Yes, I agree Monona. Graphics are OK if labeled properly. I should have stated that more clearly. Effective labeling of graphics are an important aspect of incorporating usability into a design. It was mentioned in the paper I cited. This blog entry illustrates your point as well : http://www.takadesigns.com/blog/2012/05/07/usability-when-icons-fail/.I am not a usability expert, but I do know that incorporating usability into your document now will save you many headaches later. Also, if language is an issue, how difficult would it be to create the lab manual in the different languages that are spoken by your user community, Kim?Karen
On Nov 23, 2012, at 7:56 AM, ACTSNYC**At_Symbol_Here**CS.COM wrote:
I've also read papers and seen personally that people don't read written labels either. So I think a GHS combination of icons and precisely dictated label wording is a good solution. As good as it gets, anyway.

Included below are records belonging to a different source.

use http::Extensions;
use log::debug;
use reqwest::header::AUTHORIZATION;
use reqwest::{Request, Response};
use reqwest_middleware::{Next, Result};

use super::interceptor::bearer_value;
use crate::auth::Credential;

/// Marks a request as a replay after a credential refresh. A replay that is
/// rejected again goes straight back to the caller.
#[derive(Debug, Clone, Copy, PartialEq, Eq)]
pub struct AlreadyRetried;

/// Re-issues a rejected request with a fresh credential.
#[derive(Debug, Default, Clone, Copy)]
pub struct RetryDispatcher;

impl RetryDispatcher {
    /// `request` must be an untouched clone of the original (method, URL with
    /// query, headers, body). The original extensions are copied, not mutated.
    pub async fn replay(
        &self,
        mut request: Request,
        credential: &Credential,
        extensions: &Extensions,
        next: Next<'_>,
    ) -> Result<Response> {
        request
            .headers_mut()
            .insert(AUTHORIZATION, bearer_value(&credential.access_token)?);

        let mut replay_extensions = extensions.clone();
        replay_extensions.insert(AlreadyRetried);

        debug!(
            "Replaying {} {} with refreshed credential",
            request.method(),
            request.url().path()
        );
        next.run(request, &mut replay_extensions).await
    }
}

In a message dated 11/22/2012 11:08:56 AM Eastern Standard Time, kls_1**At_Symbol_Here**COX.NET writes:
Kim,I would caution against icons. When I was a graduate student in library school, I took a class in usability. We discussed the drawbacks of using icons because users interpret them differently. This would probably be a problem you might encounter since you are dealing with a user population that has diverse cultures. If the lab manual is going to be completely digital, then I suggest you consider creating a website for it and using the fundamental principles of usability as you go along (http://www.usability.gov/). Here is a website that was developed with such principles: http://lib..asu.edu/ . We read a paper about its development in class. As you can see, the use of icons is minimal, while text is prominent throughout.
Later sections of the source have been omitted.